#### WHAT IS REQUIRED
The response must contain every line from the records below that has "when".

*** Begin section ***

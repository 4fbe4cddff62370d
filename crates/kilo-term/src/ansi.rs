// SPDX-License-Identifier: MIT
//
// ANSI escape sequence generation.
//
// Pure functions that write escape sequences to any `impl Write`. No state,
// no decisions about when to emit. The screen composer decides what goes
// into a frame; this module only knows the byte-level encoding.
//
// Cursor positions are 0-indexed in our API and converted to 1-indexed for
// the terminal (VT100 CUP is 1-based).
//
// All functions return `io::Result` propagated from the underlying writer.
// They never fail when writing to `OutputBuffer` (backed by a Vec).
use std::io::{self, Write};

// ─── Cursor ──────────────────────────────────────────────────────────────────

/// Move the cursor to `(row, col)` using the CUP (Cursor Position) sequence.
///
/// Our coordinates are 0-indexed; ANSI CUP is 1-indexed.
#[inline]
pub fn cursor_to(w: &mut impl Write, row: usize, col: usize) -> io::Result<()> {
    write!(w, "\x1b[{};{}H", row + 1, col + 1)
}

/// Move the cursor to the top-left corner (CUP with no parameters).
#[inline]
pub fn cursor_home(w: &mut impl Write) -> io::Result<()> {
    w.write_all(b"\x1b[H")
}

/// Hide the cursor (DECTCEM reset).
#[inline]
pub fn cursor_hide(w: &mut impl Write) -> io::Result<()> {
    w.write_all(b"\x1b[?25l")
}

/// Show the cursor (DECTCEM set).
#[inline]
pub fn cursor_show(w: &mut impl Write) -> io::Result<()> {
    w.write_all(b"\x1b[?25h")
}

/// Push the cursor as far right and down as the terminal allows.
///
/// CUF and CUD stop at the screen edge, so 999 of each lands on the
/// bottom-right cell whatever the window size is.
#[inline]
pub fn cursor_to_far_corner(w: &mut impl Write) -> io::Result<()> {
    w.write_all(b"\x1b[999C\x1b[999B")
}

/// Ask the terminal to report the cursor position (DSR 6).
///
/// The reply arrives on stdin as `ESC [ rows ; cols R`.
#[inline]
pub fn request_cursor_position(w: &mut impl Write) -> io::Result<()> {
    w.write_all(b"\x1b[6n")
}

// ─── Screen ──────────────────────────────────────────────────────────────────

/// Clear the entire screen (ED 2).
#[inline]
pub fn clear_screen(w: &mut impl Write) -> io::Result<()> {
    w.write_all(b"\x1b[2J")
}

/// Erase from the cursor to the end of the line (EL 0).
#[inline]
pub fn clear_line(w: &mut impl Write) -> io::Result<()> {
    w.write_all(b"\x1b[K")
}

// ─── Attributes ──────────────────────────────────────────────────────────────

/// Swap foreground and background (SGR 7). Used for the status bar.
#[inline]
pub fn inverse(w: &mut impl Write) -> io::Result<()> {
    w.write_all(b"\x1b[7m")
}

/// Reset all SGR attributes to terminal defaults (SGR 0, short form).
#[inline]
pub fn reset(w: &mut impl Write) -> io::Result<()> {
    w.write_all(b"\x1b[m")
}

// ─── Tests ───────────────────────────────────────────────────────────────────

#[cfg(test)]
mod tests {
    use super::*;

    fn emit(f: impl FnOnce(&mut Vec<u8>) -> io::Result<()>) -> Vec<u8> {
        let mut out = Vec::new();
        f(&mut out).unwrap();
        out
    }

    // ── Cursor ──────────────────────────────────────────────────────────

    #[test]
    fn cursor_to_is_one_based() {
        assert_eq!(emit(|w| cursor_to(w, 0, 0)), b"\x1b[1;1H");
        assert_eq!(emit(|w| cursor_to(w, 4, 9)), b"\x1b[5;10H");
    }

    #[test]
    fn cursor_home_has_no_params() {
        assert_eq!(emit(|w| cursor_home(w)), b"\x1b[H");
    }

    #[test]
    fn cursor_visibility() {
        assert_eq!(emit(|w| cursor_hide(w)), b"\x1b[?25l");
        assert_eq!(emit(|w| cursor_show(w)), b"\x1b[?25h");
    }

    #[test]
    fn size_probe_sequences() {
        assert_eq!(emit(|w| cursor_to_far_corner(w)), b"\x1b[999C\x1b[999B");
        assert_eq!(emit(|w| request_cursor_position(w)), b"\x1b[6n");
    }

    // ── Screen / attributes ─────────────────────────────────────────────

    #[test]
    fn screen_sequences() {
        assert_eq!(emit(|w| clear_screen(w)), b"\x1b[2J");
        assert_eq!(emit(|w| clear_line(w)), b"\x1b[K");
    }

    #[test]
    fn attribute_sequences() {
        assert_eq!(emit(|w| inverse(w)), b"\x1b[7m");
        assert_eq!(emit(|w| reset(w)), b"\x1b[m");
    }
}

*** End section ***

#### SOLUTION
// no decisions about when to emit. The screen composer decides what goes
// They never fail when writing to `OutputBuffer` (backed by a Vec).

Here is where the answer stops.